→ **Task details**:
Scan the material for the word "format" and return every matching line.

→ **Data for this task**:
━━━━━━━━

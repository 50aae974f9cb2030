// NOTE: bintrack Architecture Rationale
//
// Why a thin client (no local database)?
// - The inventory server owns the data and the audit trail
// - Every mutation is followed by a full reload, so the local snapshot is
//   never patched by hand and can't drift from the server
// - Trade-off: one extra request per write, acceptable at warehouse scale
//
// Why one session type for every front end?
// - `list`, `add`, `adjust` and the `browse` TUI all drive the same
//   `InventorySession`, so validation, notices and redirects behave the same
//   whether a command runs once or inside the event loop
//
// Why ViewModels between session and output?
// - The same inventory renders as aligned text, escaped HTML, JSON, or
//   ratatui widgets; presenters decide *what* is shown, views decide *how*

mod args;
mod commands;
mod handlers;
mod logging;
pub mod presentation;
pub mod types;

pub use args::{Cli, Commands, ConfigCommand, HistoryCommand};
pub use commands::run;
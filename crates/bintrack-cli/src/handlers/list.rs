use super::HandlerContext;
use crate::presentation::presenters::{present_inventory, present_inventory_result};
use anyhow::Result;
use bintrack_runtime::InventorySession;
use bintrack_types::ViewKind;

pub async fn handle(
    ctx: &HandlerContext,
    search: Option<String>,
    view: Option<ViewKind>,
) -> Result<()> {
    let (mut session, _suggestions) = ctx.session()?;
    if !session.reload().await {
        return Err(ctx.session_failure(&session, "Error connecting to server"));
    }

    apply_filters(&mut session, search.as_deref(), view);

    let visible = session.visible_records();
    let inventory = present_inventory(
        &visible,
        session.view(),
        session.search_input(),
        ctx.separator(),
    );
    ctx.render(present_inventory_result(inventory, session.records().len()))
}

fn apply_filters(session: &mut InventorySession, search: Option<&str>, view: Option<ViewKind>) {
    if let Some(view) = view {
        session.switch_view(view);
    }
    session.set_search(search.unwrap_or_default());
}
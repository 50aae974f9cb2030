use super::HandlerContext;
use crate::presentation::presenters::present_health;
use anyhow::Result;

pub async fn handle(ctx: &HandlerContext) -> Result<()> {
    let api = ctx.api()?;
    let status = api.health().await.map_err(|e| ctx.client_failure(e))?;
    ctx.render(present_health(ctx.server(), status))
}
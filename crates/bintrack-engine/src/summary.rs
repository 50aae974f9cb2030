use bintrack_types::Record;
use serde::{Deserialize, Serialize};

/// Totals shown above the inventory region, derived from whatever subset is visible
#[derive(Debug, Clone, Copy, Default, PartialEq, Serialize, Deserialize)]
pub struct AggregateSummary {
    pub total_cases: i64,
    /// Sum of derived totals. Records without a case size contribute nothing.
    pub total_items: f64,
    pub record_count: usize,
}

impl AggregateSummary {
    pub fn is_empty(&self) -> bool {
        self.record_count == 0
    }
}

pub fn summarize<'a, I>(records: I) -> AggregateSummary
where
    I: IntoIterator<Item = &'a Record>,
{
    records
        .into_iter()
        .fold(AggregateSummary::default(), |mut acc, record| {
            acc.total_cases += record.cases();
            acc.total_items += record.total_quantity().unwrap_or(0.0);
            acc.record_count += 1;
            acc
        })
}

#[cfg(test)]
mod tests {
    use super::*;
    use bintrack_types::RecordId;

    fn record(id: i64, cases: i64, per_case: f64) -> Record {
        Record {
            id: RecordId::new(id),
            bin_location: Some(format!("A-{id:02}")),
            bin_location_id: None,
            product_upc: Some(format!("{id:04}")),
            product_description: Some("Item".to_string()),
            unit_qty: Some(per_case),
            qty_cases: Some(cases),
            last_update: None,
        }
    }

    #[test]
    fn test_unset_case_size_counts_as_zero_items() {
        let records = vec![record(1, 2, 10.0), record(2, 5, 0.0), record(3, 1, 4.0)];
        let summary = summarize(&records);

        assert_eq!(summary.total_cases, 8);
        assert_eq!(summary.total_items, 24.0);
        assert_eq!(summary.record_count, 3);
    }

    #[test]
    fn test_empty_subset() {
        let summary = summarize(std::iter::empty::<&Record>());
        assert!(summary.is_empty());
        insta::assert_debug_snapshot!(summary, @r###"
        AggregateSummary {
            total_cases: 0,
            total_items: 0.0,
            record_count: 0,
        }
        "###);
    }

    #[test]
    fn test_summarize_filtered_references() {
        let records = vec![record(1, 2, 10.0), record(2, 3, 6.0)];
        let visible: Vec<&Record> = records.iter().skip(1).collect();
        let summary = summarize(visible.iter().copied());

        assert_eq!(summary.total_cases, 3);
        assert_eq!(summary.total_items, 18.0);
    }
}
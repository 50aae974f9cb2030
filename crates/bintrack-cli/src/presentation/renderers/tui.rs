//! TUI Renderer for the `browse` command
//!
//! Owns the terminal and translates key presses into [`BrowseAction`]s.
//! It never touches the session: the handler applies actions, rebuilds the
//! [`ScreenViewModel`] and asks for a redraw.

use std::io;

use anyhow::Result;
use crossterm::{
    event::{KeyCode, KeyEvent, KeyEventKind, KeyModifiers},
    execute,
    terminal::{EnterAlternateScreen, LeaveAlternateScreen, disable_raw_mode, enable_raw_mode},
};
use ratatui::{
    Frame, Terminal,
    backend::CrosstermBackend,
    layout::{Constraint, Layout},
};

use crate::presentation::view_models::{ModalViewModel, ScreenViewModel};
use crate::presentation::views::tui::{
    InventoryTableView, ModalView, NoticeView, SearchBarView, StatusBarView, SummaryView,
};
use bintrack_runtime::NavKey;

/// What the keyboard is currently driving
#[derive(Debug, Clone, Copy, PartialEq, Eq)]
pub enum InputMode {
    Browse,
    Search,
    RecordForm,
    AdjustForm,
    DeleteConfirm,
}

impl InputMode {
    pub fn of(screen: &ScreenViewModel) -> Self {
        match &screen.modal {
            Some(ModalViewModel::Record { .. }) => InputMode::RecordForm,
            Some(ModalViewModel::Adjust { .. }) => InputMode::AdjustForm,
            Some(ModalViewModel::Delete { .. }) => InputMode::DeleteConfirm,
            None if screen.search_focused => InputMode::Search,
            None => InputMode::Browse,
        }
    }
}

/// Intent decoded from one key press
#[derive(Debug, Clone, Copy, PartialEq, Eq)]
pub enum BrowseAction {
    Quit,
    FocusSearch,
    LeaveSearch,
    ClearSearch,
    ToggleView,
    Reload,
    SelectNext,
    SelectPrev,
    Add,
    Edit,
    Adjust,
    Delete,
    Logout,
    Input(char),
    Backspace,
    PrevField,
    /// Arrow/Enter/Tab/Esc offered to the focused autocomplete first.
    Nav(NavKey),
    Submit,
    Cancel,
}

pub fn map_key(key: KeyEvent, mode: InputMode) -> Option<BrowseAction> {
    if key.kind != KeyEventKind::Press {
        return None;
    }
    if key.modifiers.contains(KeyModifiers::CONTROL) && key.code == KeyCode::Char('c') {
        return Some(BrowseAction::Quit);
    }

    match mode {
        InputMode::Browse => match key.code {
            KeyCode::Char('q') => Some(BrowseAction::Quit),
            KeyCode::Char('/') => Some(BrowseAction::FocusSearch),
            KeyCode::Char('v') => Some(BrowseAction::ToggleView),
            KeyCode::Char('r') => Some(BrowseAction::Reload),
            KeyCode::Char('j') | KeyCode::Down => Some(BrowseAction::SelectNext),
            KeyCode::Char('k') | KeyCode::Up => Some(BrowseAction::SelectPrev),
            KeyCode::Char('a') => Some(BrowseAction::Add),
            KeyCode::Char('e') | KeyCode::Enter => Some(BrowseAction::Edit),
            KeyCode::Char('+') | KeyCode::Char('=') => Some(BrowseAction::Adjust),
            KeyCode::Char('d') | KeyCode::Delete => Some(BrowseAction::Delete),
            KeyCode::Char('L') => Some(BrowseAction::Logout),
            _ => None,
        },
        InputMode::Search => match key.code {
            KeyCode::Enter => Some(BrowseAction::LeaveSearch),
            KeyCode::Esc => Some(BrowseAction::ClearSearch),
            KeyCode::Backspace => Some(BrowseAction::Backspace),
            KeyCode::Char(c) => Some(BrowseAction::Input(c)),
            _ => None,
        },
        InputMode::RecordForm | InputMode::AdjustForm => match key.code {
            KeyCode::Down => Some(BrowseAction::Nav(NavKey::Down)),
            KeyCode::Up => Some(BrowseAction::Nav(NavKey::Up)),
            KeyCode::Enter => Some(BrowseAction::Nav(NavKey::Enter)),
            KeyCode::Tab => Some(BrowseAction::Nav(NavKey::Tab)),
            KeyCode::BackTab => Some(BrowseAction::PrevField),
            KeyCode::Esc => Some(BrowseAction::Nav(NavKey::Escape)),
            KeyCode::Backspace => Some(BrowseAction::Backspace),
            KeyCode::Char(c) => Some(BrowseAction::Input(c)),
            _ => None,
        },
        InputMode::DeleteConfirm => match key.code {
            KeyCode::Char('y') | KeyCode::Enter => Some(BrowseAction::Submit),
            KeyCode::Char('n') | KeyCode::Esc => Some(BrowseAction::Cancel),
            _ => None,
        },
    }
}

pub fn render_screen(f: &mut Frame, screen: &ScreenViewModel) {
    let [search, summary, body, notices, status] = Layout::vertical([
        Constraint::Length(3),
        Constraint::Length(1),
        Constraint::Min(5),
        Constraint::Length(2),
        Constraint::Length(1),
    ])
    .areas(f.area());

    f.render_widget(SearchBarView::new(screen), search);
    f.render_widget(SummaryView::new(&screen.inventory), summary);
    f.render_widget(
        InventoryTableView::new(&screen.inventory, screen.selected),
        body,
    );
    f.render_widget(NoticeView::new(&screen.notices), notices);
    f.render_widget(StatusBarView::new(screen), status);

    if let Some(modal) = &screen.modal {
        f.render_widget(ModalView::new(modal), f.area());
    }
}

/// Raw-mode alternate screen for the lifetime of the value.
pub struct TuiRenderer {
    terminal: Terminal<CrosstermBackend<io::Stdout>>,
    restored: bool,
}

impl TuiRenderer {
    pub fn enter() -> Result<Self> {
        enable_raw_mode()?;
        let mut stdout = io::stdout();
        execute!(stdout, EnterAlternateScreen)?;
        let backend = CrosstermBackend::new(stdout);
        let terminal = Terminal::new(backend)?;
        Ok(Self {
            terminal,
            restored: false,
        })
    }

    pub fn draw(&mut self, screen: &ScreenViewModel) -> Result<()> {
        self.terminal.draw(|f| render_screen(f, screen))?;
        Ok(())
    }

    pub fn restore(&mut self) -> Result<()> {
        if self.restored {
            return Ok(());
        }
        self.restored = true;
        disable_raw_mode()?;
        execute!(self.terminal.backend_mut(), LeaveAlternateScreen)?;
        self.terminal.show_cursor()?;
        Ok(())
    }
}

impl Drop for TuiRenderer {
    fn drop(&mut self) {
        let _ = self.restore();
    }
}

#[cfg(test)]
mod tests {
    use super::*;
    use crate::presentation::presenters::present_inventory;
    use bintrack_testing::fixtures;
    use bintrack_types::{Record, ViewKind};
    use ratatui::backend::TestBackend;

    fn press(code: KeyCode) -> KeyEvent {
        KeyEvent::new(code, KeyModifiers::NONE)
    }

    fn screen(modal: Option<ModalViewModel>) -> ScreenViewModel {
        let records = fixtures::records();
        let subset: Vec<&Record> = records.iter().collect();
        ScreenViewModel {
            server: "http://127.0.0.1:5000".to_string(),
            search: String::new(),
            search_focused: false,
            inventory: present_inventory(&subset, ViewKind::Table, "", ","),
            selected: Some(0),
            busy: false,
            notices: Vec::new(),
            modal,
        }
    }

    #[test]
    fn test_browse_keys() {
        let mode = InputMode::Browse;
        assert_eq!(map_key(press(KeyCode::Char('q')), mode), Some(BrowseAction::Quit));
        assert_eq!(map_key(press(KeyCode::Char('v')), mode), Some(BrowseAction::ToggleView));
        assert_eq!(map_key(press(KeyCode::Down), mode), Some(BrowseAction::SelectNext));
        assert_eq!(map_key(press(KeyCode::Char('x')), mode), None);
    }

    #[test]
    fn test_form_keys_go_to_autocomplete_first() {
        let mode = InputMode::RecordForm;
        assert_eq!(
            map_key(press(KeyCode::Down), mode),
            Some(BrowseAction::Nav(NavKey::Down))
        );
        assert_eq!(map_key(press(KeyCode::Char('q')), mode), Some(BrowseAction::Input('q')));
    }

    #[test]
    fn test_release_events_are_ignored() {
        let mut key = press(KeyCode::Char('q'));
        key.kind = KeyEventKind::Release;
        assert_eq!(map_key(key, InputMode::Browse), None);
    }

    #[test]
    fn test_input_mode_follows_modal() {
        assert_eq!(InputMode::of(&screen(None)), InputMode::Browse);
        let delete = ModalViewModel::Delete { lines: Vec::new() };
        assert_eq!(InputMode::of(&screen(Some(delete))), InputMode::DeleteConfirm);
    }

    #[test]
    fn test_render_screen_draws_inventory() {
        let backend = TestBackend::new(100, 20);
        let mut terminal = Terminal::new(backend).unwrap();
        let vm = screen(None);
        terminal.draw(|f| render_screen(f, &vm)).unwrap();

        let buffer = terminal.backend().buffer();
        let text: String = buffer.content.iter().map(|c| c.symbol()).collect();
        assert!(text.contains("Whole Milk"));
        assert!(text.contains("Total Cases"));
        assert!(text.contains("[q] quit"));
    }
}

━━━━━━━━

→ **Expected answer**:
            bin_location: Some(format!("A-{id:02}")),
            product_upc: Some(format!("{id:04}")),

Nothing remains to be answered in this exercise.